The exhibition focuses on a series of monumentally-scaled watercolors—Nilsson’s preferred medium—all of which were created between 1984 and 1987. In each of them, a flowing, sinuous line is as often her subject as the frieze-like grouping of distorted figures or the brightly hued patterns of their surroundings. In the large diptych, Léger Faire (1986–1987), the ostensible subject matter is the construction of two house frames by two distinct swarms of carpenters: the left-hand group all male, the right-hand all female. Yet, in fact, the careful incorporation of literally dozens of different-sized “tangential” figures, all of whom twist and squirm in different manners, creates such a strong visual impression that it overrides all else, allowing viewers to focus on only one of them at a time.
Anatomically, Nilsson’s males are a curious breed. They usually appear to be hairless and bulge about the middle to one degree or another, but all are equipped with oversized conical penises. In each example, they sag or rise under stimuli that appear to have more to do with compositional forces than anything erotic. The one in Terry Towel, (1986–1987), for instance, is used as nothing more than a break in the bright pattern of a towel that swoops behind it.

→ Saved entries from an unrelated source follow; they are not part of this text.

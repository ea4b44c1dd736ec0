//! Batch simulation — applies one click model to many slates.
//!
//! Every slate draws from its own RNG, derived from the master seed, the
//! slate's `query_id` and its position in the batch. Results do not depend on
//! thread count, and repeated slates of one query get independent clicks.

use rayon::prelude::*;

use clicksim_core::{ClickModel, ClickModelError, RngHierarchy};

use crate::slate::{ClickedSlate, Slate};

/// Errors from batch simulation and slate I/O.
#[derive(Debug, thiserror::Error)]
pub enum RunError {
    #[error("click simulation failed for query {query_id}: {source}")]
    Click {
        query_id: String,
        #[source]
        source: ClickModelError,
    },
    #[error("failed to access {path}: {source}")]
    Io {
        path: String,
        #[source]
        source: std::io::Error,
    },
    #[error("invalid slate JSON: {0}")]
    Json(#[from] serde_json::Error),
}

/// Settings for one batch simulation.
#[derive(Debug, Clone, PartialEq, Eq)]
pub struct SimulationConfig {
    /// Master seed for the RNG hierarchy.
    pub seed: u64,
    /// Separates repeated simulations over the same slates (e.g. per epoch).
    pub iteration: u64,
    /// Keep slates that received no clicks.
    pub include_empty: bool,
    pub parallel: bool,
}

impl Default for SimulationConfig {
    fn default() -> Self {
        Self {
            seed: 42,
            iteration: 0,
            include_empty: false,
            parallel: true,
        }
    }
}

impl SimulationConfig {
    pub fn with_seed(mut self, seed: u64) -> Self {
        self.seed = seed;
        self
    }

    pub fn with_iteration(mut self, iteration: u64) -> Self {
        self.iteration = iteration;
        self
    }

    pub fn with_include_empty(mut self, include_empty: bool) -> Self {
        self.include_empty = include_empty;
        self
    }

    /// Enables or disables parallel execution.
    pub fn with_parallelism(mut self, parallel: bool) -> Self {
        self.parallel = parallel;
        self
    }
}

/// Simulate clicks on every slate, in input order.
///
/// Slates without any click are dropped unless `include_empty` is set. The
/// first failing slate aborts the batch.
pub fn simulate_clicks(
    model: &dyn ClickModel,
    slates: &[Slate],
    config: &SimulationConfig,
) -> Result<Vec<ClickedSlate>, RunError> {
    let hierarchy = RngHierarchy::new(config.seed);

    let clicked: Vec<ClickedSlate> = if config.parallel {
        slates
            .par_iter()
            .enumerate()
            .map(|(index, slate)| click_slate(model, slate, index, &hierarchy, config.iteration))
            .collect::<Result<Vec<_>, _>>()?
    } else {
        slates
            .iter()
            .enumerate()
            .map(|(index, slate)| click_slate(model, slate, index, &hierarchy, config.iteration))
            .collect::<Result<Vec<_>, _>>()?
    };

    let total = clicked.len();
    let kept: Vec<ClickedSlate> = clicked
        .into_iter()
        .filter(|c| config.include_empty || c.click_count() > 0)
        .collect();

    tracing::info!(
        model = model.name(),
        slates = total,
        kept = kept.len(),
        seed = config.seed,
        iteration = config.iteration,
        "simulated clicks"
    );
    Ok(kept)
}

fn click_slate(
    model: &dyn ClickModel,
    slate: &Slate,
    index: usize,
    hierarchy: &RngHierarchy,
    iteration: u64,
) -> Result<ClickedSlate, RunError> {
    let wrap = |source| RunError::Click {
        query_id: slate.query_id.clone(),
        source,
    };
    let documents = slate.documents().map_err(wrap)?;
    let mut rng = hierarchy.rng_for(&slate.query_id, index as u64, iteration);
    let clicks = model.click(&documents, &mut rng).map_err(wrap)?;
    Ok(ClickedSlate {
        slate: slate.clone(),
        clicks,
    })
}
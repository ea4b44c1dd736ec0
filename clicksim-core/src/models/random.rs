//! Random click model — clicks a fixed number of uniformly chosen documents.

use rand::seq::index;
use rand::RngCore;

use crate::documents::{ClickLabel, ClickMask, Documents};
use crate::error::ClickModelError;

use super::ClickModel;

/// Clicks `n_clicks` distinct documents drawn uniformly without replacement.
#[derive(Debug, Clone, PartialEq, Eq)]
pub struct RandomClickModel {
    n_clicks: usize,
}

impl RandomClickModel {
    pub fn new(n_clicks: usize) -> Self {
        Self { n_clicks }
    }

    pub fn n_clicks(&self) -> usize {
        self.n_clicks
    }
}

impl ClickModel for RandomClickModel {
    fn name(&self) -> &str {
        "random"
    }

    fn click(
        &self,
        documents: &Documents<'_>,
        rng: &mut dyn RngCore,
    ) -> Result<ClickMask, ClickModelError> {
        let n_documents = documents.len();
        if self.n_clicks > n_documents {
            return Err(ClickModelError::TooManyClicks {
                n_clicks: self.n_clicks,
                n_documents,
            });
        }

        let mut mask = ClickMask::not_clicked(n_documents);
        for position in index::sample(rng, n_documents, self.n_clicks).iter() {
            mask.set(position, ClickLabel::Clicked);
        }
        Ok(mask)
    }
}

#[cfg(test)]
mod tests {
    use super::*;
    use rand::rngs::StdRng;
    use rand::SeedableRng;

    const RELEVANCE: [f64; 6] = [0.0, 1.0, 2.0, 0.0, 4.0, 1.0];

    #[test]
    fn clicks_exactly_n_documents() {
        let model = RandomClickModel::new(3);
        let docs = Documents::from_relevance(&RELEVANCE);
        let mut rng = StdRng::seed_from_u64(42);
        for _ in 0..50 {
            let mask = model.click(&docs, &mut rng).unwrap();
            assert_eq!(mask.len(), RELEVANCE.len());
            assert_eq!(mask.click_count(), 3);
            assert!(mask.iter().all(|l| l != ClickLabel::Masked));
        }
    }

    #[test]
    fn same_seed_same_clicks() {
        let model = RandomClickModel::new(2);
        let docs = Documents::from_relevance(&RELEVANCE);
        let a = model.click(&docs, &mut StdRng::seed_from_u64(9)).unwrap();
        let b = model.click(&docs, &mut StdRng::seed_from_u64(9)).unwrap();
        assert_eq!(a, b);
    }

    #[test]
    fn different_draws_vary_positions() {
        let model = RandomClickModel::new(1);
        let docs = Documents::from_relevance(&RELEVANCE);
        let mut rng = StdRng::seed_from_u64(1);
        let mut seen = std::collections::HashSet::new();
        for _ in 0..200 {
            let mask = model.click(&docs, &mut rng).unwrap();
            seen.insert(mask.clicked_positions()[0]);
        }
        assert_eq!(seen.len(), RELEVANCE.len());
    }

    #[test]
    fn zero_clicks_and_all_clicks() {
        let docs = Documents::from_relevance(&RELEVANCE);
        let mut rng = StdRng::seed_from_u64(3);
        let none = RandomClickModel::new(0).click(&docs, &mut rng).unwrap();
        assert_eq!(none.click_count(), 0);
        let all = RandomClickModel::new(6).click(&docs, &mut rng).unwrap();
        assert_eq!(all.values(), vec![1; 6]);
    }

    #[test]
    fn more_clicks_than_documents_is_an_error() {
        let docs = Documents::from_relevance(&RELEVANCE);
        let err = RandomClickModel::new(7)
            .click(&docs, &mut StdRng::seed_from_u64(0))
            .unwrap_err();
        assert_eq!(
            err,
            ClickModelError::TooManyClicks {
                n_clicks: 7,
                n_documents: 6
            }
        );
    }
}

The artist’s women are another matter. Though they can often appear as caricatural as their overly genitaled male counterparts, they bear much more of the content’s weight. That content is certainly nothing literary or literal, it is instead a sort of lyrical speculation on the fantasies and extremes of women’s roles, a preoccupation of hers that continues to this day.
Born in Chicago in 1940, Gladys Nilsson studied painting at the School of the Art Institute of Chicago. She first came to prominence in 1966, when she joined five other recent Art Institute graduates (James Falconer, Art Green, Jim Nutt, Suellen Rocca, and Karl Wirsum) for the first of a series of group exhibitions called the Hairy Who. In 1973, she became one of the first women to have a solo-exhibition at the Whitney Museum of American Art. In 1990, she accepted a teaching position at the School of the Art Institute of Chicago, where she is now a full professor.
Since 1966, Nilsson’s work has been the subject of over 50 solo exhibitions, including sixteen at Phyllis Kind Gallery (1970–1979, 1981–1983, 1987, 1991, and 1994, Chicago and New York), and two at The Candy Store (1971 and 1987, Folsom, California). Her work has also been featured in many important museum exhibitions, such as: Human Concern/Personal Torment (1969, Whitney Museum of American Art); Who Chicago? (1981, Camden Art Center, London); Parallel Visions: Modern Artists and Outsider Art (1992, Los Angeles County Museum of Art); and Chicago Imagists (2011, Madison Museum of Contemporary Art, Wisconsin). Most recently, Nilsson’s work appeared in What Nerve! Alternative Figures in American Art, 1960 to the Present (2014, Museum of Art, Rhode Island School of Design, Providence).
Nilsson’s work is featured in the collections of major museums around the world, including: the Art Institute of Chicago; the Los Angeles County Museum of Art; the Madison Museum of Contemporary Art, Wisconsin; the Milwaukee Art Museum; the Morgan Library, New York; the Museum Moderner Kunst, Vienna; the Museum of Contemporary Art, Chicago; the Museum of Modern Art; the Pennsylvania Academy of the Fine Arts, Philadelphia; the Philadelphia Museum of Art; the Smithsonian American Art Museum; the Whitney Museum of American Art; and the Yale University Art Gallery, New Haven, Connecticut.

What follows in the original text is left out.